» **Task objective**: Write down every entry below once more, exactly.

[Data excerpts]
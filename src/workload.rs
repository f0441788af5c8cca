//! Workload abstraction driven by the runner.
//!
//! A workload is constructed fresh for every sample. The runner calls
//! [`Workload::setup`] once with the sample's iteration count, then
//! [`Workload::invoke`] exactly `iterations` times inside the timed region
//! (indices `0..iterations`), then [`Workload::teardown`].

use std::fmt;

use crate::BenchError;

pub trait Workload {
    /// Untimed preparation sized to the iteration count of the sample.
    fn setup(&mut self, _iterations: usize) -> Result<(), BenchError> {
        Ok(())
    }

    /// One timed call. `index` is always below the `iterations` passed to setup.
    fn invoke(&mut self, index: usize) -> Result<(), BenchError>;

    /// Untimed cleanup. Errors are logged by the runner and never propagate.
    fn teardown(&mut self) -> Result<(), BenchError> {
        Ok(())
    }
}

impl<W: Workload + ?Sized> Workload for Box<W> {
    fn setup(&mut self, iterations: usize) -> Result<(), BenchError> {
        (**self).setup(iterations)
    }

    fn invoke(&mut self, index: usize) -> Result<(), BenchError> {
        (**self).invoke(index)
    }

    fn teardown(&mut self) -> Result<(), BenchError> {
        (**self).teardown()
    }
}

/// The operation a dispatch case exercises.
#[derive(Clone, Copy, Debug, PartialEq, Eq, Hash)]
pub enum Operation {
    Noop,
    Setter,
}

impl Operation {
    pub fn as_str(&self) -> &'static str {
        match self {
            Operation::Noop => "noop",
            Operation::Setter => "setter",
        }
    }
}

impl fmt::Display for Operation {
    fn fmt(&self, f: &mut fmt::Formatter<'_>) -> fmt::Result {
        f.write_str(self.as_str())
    }
}

pub type SetupFn<S> = fn(&mut S, usize) -> Result<(), BenchError>;
pub type BodyFn<S> = fn(&mut S, usize) -> Result<(), BenchError>;
pub type TeardownFn<S> = fn(&mut S) -> Result<(), BenchError>;

/// Workload assembled from three plain functions over a shared state value.
#[derive(Clone)]
pub struct Phases<S> {
    state: S,
    setup: SetupFn<S>,
    body: BodyFn<S>,
    teardown: TeardownFn<S>,
}

impl<S> Phases<S> {
    pub fn new(state: S, setup: SetupFn<S>, body: BodyFn<S>, teardown: TeardownFn<S>) -> Self {
        Self {
            state,
            setup,
            body,
            teardown,
        }
    }

    pub fn state(&self) -> &S {
        &self.state
    }
}

impl<S> Workload for Phases<S> {
    fn setup(&mut self, iterations: usize) -> Result<(), BenchError> {
        (self.setup)(&mut self.state, iterations)
    }

    fn invoke(&mut self, index: usize) -> Result<(), BenchError> {
        (self.body)(&mut self.state, index)
    }

    fn teardown(&mut self) -> Result<(), BenchError> {
        (self.teardown)(&mut self.state)
    }
}
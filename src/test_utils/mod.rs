#![allow(missing_docs)]

pub(crate) mod html;
pub(crate) mod http;

pub(crate) use html::{assert_valid_html, parse_html_document, parse_html_fragment};
pub(crate) use http::assert_content_type;
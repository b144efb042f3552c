//! The page to display when a route does not exist.
use axum::{
    http::StatusCode,
    response::{Html, IntoResponse, Response},
};

use crate::html::error_view;

pub async fn get_404_not_found() -> Response {
    get_404_not_found_response()
}

pub fn get_404_not_found_response() -> Response {
    let page = error_view(
        "Not Found",
        "404",
        "Something's missing.",
        "Sorry, we can't find that page. You'll find lots to explore on the dashboard.",
    );

    (StatusCode::NOT_FOUND, Html(page.into_string())).into_response()
}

» **Solution below**:
filename src/workload.rs
repository f0441788af5c8cca
//! Workload abstraction driven by the runner.
//!
//! A workload is constructed fresh for every sample. The runner calls
//! [`Workload::setup`] once with the sample's iteration count, then
//! [`Workload::invoke`] exactly `iterations` times inside the timed region
//! (indices `0..iterations`), then [`Workload::teardown`].

use std::fmt;

use crate::BenchError;

pub trait Workload {
    /// Untimed preparation sized to the iteration count of the sample.
    fn setup(&mut self, _iterations: usize) -> Result<(), BenchError> {
        Ok(())
    }

    /// One timed call. `index` is always below the `iterations` passed to setup.
    fn invoke(&mut self, index: usize) -> Result<(), BenchError>;

    /// Untimed cleanup. Errors are logged by the runner and never propagate.
    fn teardown(&mut self) -> Result<(), BenchError> {
        Ok(())
    }
}

impl<W: Workload + ?Sized> Workload for Box<W> {
    fn setup(&mut self, iterations: usize) -> Result<(), BenchError> {
        (**self).setup(iterations)
    }

    fn invoke(&mut self, index: usize) -> Result<(), BenchError> {
        (**self).invoke(index)
    }

    fn teardown(&mut self) -> Result<(), BenchError> {
        (**self).teardown()
    }
}

/// The operation a dispatch case exercises.
#[derive(Clone, Copy, Debug, PartialEq, Eq, Hash)]
pub enum Operation {
    Noop,
    Setter,
}

impl Operation {
    pub fn as_str(&self) -> &'static str {
        match self {
            Operation::Noop => "noop",
            Operation::Setter => "setter",
        }
    }
}

impl fmt::Display for Operation {
    fn fmt(&self, f: &mut fmt::Formatter<'_>) -> fmt::Result {
        f.write_str(self.as_str())
    }
}

pub type SetupFn<S> = fn(&mut S, usize) -> Result<(), BenchError>;
pub type BodyFn<S> = fn(&mut S, usize) -> Result<(), BenchError>;
pub type TeardownFn<S> = fn(&mut S) -> Result<(), BenchError>;

/// Workload assembled from three plain functions over a shared state value.
#[derive(Clone)]
pub struct Phases<S> {
    state: S,
    setup: SetupFn<S>,
    body: BodyFn<S>,
    teardown: TeardownFn<S>,
}

impl<S> Phases<S> {
    pub fn new(state: S, setup: SetupFn<S>, body: BodyFn<S>, teardown: TeardownFn<S>) -> Self {
        Self {
            state,
            setup,
            body,
            teardown,
        }
    }

    pub fn state(&self) -> &S {
        &self.state
    }
}

impl<S> Workload for Phases<S> {
    fn setup(&mut self, iterations: usize) -> Result<(), BenchError> {
        (self.setup)(&mut self.state, iterations)
    }

    fn invoke(&mut self, index: usize) -> Result<(), BenchError> {
        (self.body)(&mut self.state, index)
    }

    fn teardown(&mut self) -> Result<(), BenchError> {
        (self.teardown)(&mut self.state)
    }
}
filename src/test_utils/mod.rs
#![allow(missing_docs)]

pub(crate) mod html;
pub(crate) mod http;

pub(crate) use html::{assert_valid_html, parse_html_document, parse_html_fragment};
pub(crate) use http::assert_content_type;
repository b144efb042f3552c
//! The page to display when a route does not exist.
use axum::{
    http::StatusCode,
    response::{Html, IntoResponse, Response},
};

use crate::html::error_view;

pub async fn get_404_not_found() -> Response {
    get_404_not_found_response()
}

pub fn get_404_not_found_response() -> Response {
    let page = error_view(
        "Not Found",
        "404",
        "Something's missing.",
        "Sorry, we can't find that page. You'll find lots to explore on the dashboard.",
    );

    (StatusCode::NOT_FOUND, Html(page.into_string())).into_response()
}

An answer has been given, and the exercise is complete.